What you will do: The output should be every line below that includes the word "time".

● ● ● ● ● ● ●

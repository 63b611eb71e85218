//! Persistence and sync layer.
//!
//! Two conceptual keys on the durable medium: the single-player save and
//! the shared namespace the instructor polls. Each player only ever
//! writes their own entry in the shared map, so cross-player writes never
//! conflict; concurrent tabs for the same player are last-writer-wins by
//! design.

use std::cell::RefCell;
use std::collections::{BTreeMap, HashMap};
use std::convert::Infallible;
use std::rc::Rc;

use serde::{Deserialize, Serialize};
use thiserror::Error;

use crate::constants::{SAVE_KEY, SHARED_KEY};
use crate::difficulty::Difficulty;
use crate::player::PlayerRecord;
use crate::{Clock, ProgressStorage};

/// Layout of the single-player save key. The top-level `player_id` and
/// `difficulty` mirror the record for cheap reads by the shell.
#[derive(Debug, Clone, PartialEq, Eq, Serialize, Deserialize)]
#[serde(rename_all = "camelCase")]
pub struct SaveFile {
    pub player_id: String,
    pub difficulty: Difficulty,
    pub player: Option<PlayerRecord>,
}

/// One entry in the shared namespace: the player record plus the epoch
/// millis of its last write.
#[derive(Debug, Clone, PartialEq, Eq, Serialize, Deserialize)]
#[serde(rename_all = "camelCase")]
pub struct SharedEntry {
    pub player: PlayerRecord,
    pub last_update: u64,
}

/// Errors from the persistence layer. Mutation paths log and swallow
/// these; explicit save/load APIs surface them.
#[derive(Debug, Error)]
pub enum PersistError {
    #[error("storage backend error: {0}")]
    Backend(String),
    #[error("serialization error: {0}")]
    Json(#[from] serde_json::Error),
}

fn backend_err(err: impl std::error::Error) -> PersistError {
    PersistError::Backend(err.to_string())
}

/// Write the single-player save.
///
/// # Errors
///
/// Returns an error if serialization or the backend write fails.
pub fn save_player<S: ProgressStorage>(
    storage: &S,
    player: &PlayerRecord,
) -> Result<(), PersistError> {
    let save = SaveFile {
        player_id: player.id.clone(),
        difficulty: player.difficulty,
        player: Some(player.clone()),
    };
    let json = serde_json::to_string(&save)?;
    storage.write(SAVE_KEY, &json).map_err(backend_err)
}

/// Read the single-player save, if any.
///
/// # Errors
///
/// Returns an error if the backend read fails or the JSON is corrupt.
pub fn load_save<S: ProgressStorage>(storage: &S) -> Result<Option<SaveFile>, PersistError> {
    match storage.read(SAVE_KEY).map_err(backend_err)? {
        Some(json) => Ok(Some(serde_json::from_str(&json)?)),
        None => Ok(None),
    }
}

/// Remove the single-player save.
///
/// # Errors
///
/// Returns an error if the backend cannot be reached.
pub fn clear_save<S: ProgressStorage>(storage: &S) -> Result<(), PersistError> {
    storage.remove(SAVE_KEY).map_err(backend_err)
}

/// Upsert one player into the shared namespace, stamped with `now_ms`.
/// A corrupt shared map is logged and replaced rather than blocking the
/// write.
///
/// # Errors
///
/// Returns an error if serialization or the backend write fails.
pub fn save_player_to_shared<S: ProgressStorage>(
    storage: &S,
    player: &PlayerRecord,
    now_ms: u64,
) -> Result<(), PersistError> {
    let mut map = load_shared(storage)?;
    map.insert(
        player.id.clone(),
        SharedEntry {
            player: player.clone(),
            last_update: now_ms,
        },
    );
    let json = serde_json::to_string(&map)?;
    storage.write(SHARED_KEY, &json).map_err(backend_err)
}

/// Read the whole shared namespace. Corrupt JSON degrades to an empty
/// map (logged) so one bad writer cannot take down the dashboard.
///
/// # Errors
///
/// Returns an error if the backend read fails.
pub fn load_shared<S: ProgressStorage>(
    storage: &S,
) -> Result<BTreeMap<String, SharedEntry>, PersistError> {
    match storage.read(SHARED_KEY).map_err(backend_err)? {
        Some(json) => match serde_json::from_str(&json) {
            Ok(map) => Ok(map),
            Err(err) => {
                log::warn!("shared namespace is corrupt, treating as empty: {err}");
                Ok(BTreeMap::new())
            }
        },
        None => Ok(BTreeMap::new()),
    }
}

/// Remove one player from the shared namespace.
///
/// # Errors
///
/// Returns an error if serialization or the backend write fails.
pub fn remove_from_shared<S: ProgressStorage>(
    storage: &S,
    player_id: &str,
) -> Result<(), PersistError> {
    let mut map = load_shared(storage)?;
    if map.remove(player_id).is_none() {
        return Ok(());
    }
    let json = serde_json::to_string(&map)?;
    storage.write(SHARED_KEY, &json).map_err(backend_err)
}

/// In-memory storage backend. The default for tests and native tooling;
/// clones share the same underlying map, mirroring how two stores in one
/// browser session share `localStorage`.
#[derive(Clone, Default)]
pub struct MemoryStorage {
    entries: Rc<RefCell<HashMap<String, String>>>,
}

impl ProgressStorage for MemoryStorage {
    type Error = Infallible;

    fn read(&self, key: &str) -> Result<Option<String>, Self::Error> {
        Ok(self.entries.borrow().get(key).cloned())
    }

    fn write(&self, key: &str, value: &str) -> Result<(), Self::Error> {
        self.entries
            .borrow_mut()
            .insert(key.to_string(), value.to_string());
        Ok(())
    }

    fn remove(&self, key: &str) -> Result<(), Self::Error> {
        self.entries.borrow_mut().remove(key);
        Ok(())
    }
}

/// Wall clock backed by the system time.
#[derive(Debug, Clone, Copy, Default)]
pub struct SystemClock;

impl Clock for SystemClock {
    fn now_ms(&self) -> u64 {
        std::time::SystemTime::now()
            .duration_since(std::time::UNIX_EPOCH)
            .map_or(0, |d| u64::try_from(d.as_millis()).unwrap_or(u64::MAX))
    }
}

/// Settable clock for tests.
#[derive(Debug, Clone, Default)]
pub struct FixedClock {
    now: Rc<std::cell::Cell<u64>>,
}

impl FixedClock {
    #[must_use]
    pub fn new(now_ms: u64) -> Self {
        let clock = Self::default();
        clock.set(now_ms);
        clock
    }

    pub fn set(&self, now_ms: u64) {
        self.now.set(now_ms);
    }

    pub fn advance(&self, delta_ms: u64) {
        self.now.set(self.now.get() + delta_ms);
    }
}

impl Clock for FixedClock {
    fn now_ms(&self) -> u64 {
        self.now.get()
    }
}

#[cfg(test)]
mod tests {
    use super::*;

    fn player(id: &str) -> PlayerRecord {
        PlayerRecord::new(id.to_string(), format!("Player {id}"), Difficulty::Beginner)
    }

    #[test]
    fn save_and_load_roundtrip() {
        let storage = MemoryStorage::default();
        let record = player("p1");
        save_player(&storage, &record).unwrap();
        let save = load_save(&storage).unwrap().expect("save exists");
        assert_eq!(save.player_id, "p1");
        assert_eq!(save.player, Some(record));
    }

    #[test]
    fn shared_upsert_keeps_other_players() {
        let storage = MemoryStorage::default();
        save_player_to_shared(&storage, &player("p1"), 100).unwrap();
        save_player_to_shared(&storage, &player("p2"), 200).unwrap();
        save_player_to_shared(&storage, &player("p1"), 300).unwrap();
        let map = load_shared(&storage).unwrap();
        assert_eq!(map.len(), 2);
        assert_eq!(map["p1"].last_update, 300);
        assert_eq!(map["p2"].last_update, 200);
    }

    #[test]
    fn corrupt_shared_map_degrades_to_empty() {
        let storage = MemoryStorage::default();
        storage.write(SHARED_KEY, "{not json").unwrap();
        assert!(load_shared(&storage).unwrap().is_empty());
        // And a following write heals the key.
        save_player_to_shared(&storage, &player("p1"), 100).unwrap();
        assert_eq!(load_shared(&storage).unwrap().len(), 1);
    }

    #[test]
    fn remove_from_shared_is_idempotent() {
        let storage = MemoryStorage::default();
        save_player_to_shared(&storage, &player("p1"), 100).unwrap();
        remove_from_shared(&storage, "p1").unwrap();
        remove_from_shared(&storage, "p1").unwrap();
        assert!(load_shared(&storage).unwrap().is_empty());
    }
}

● ● ● ● ● ● ●

Solution for this task:
/// Wall clock backed by the system time.
        std::time::SystemTime::now()
            .duration_since(std::time::UNIX_EPOCH)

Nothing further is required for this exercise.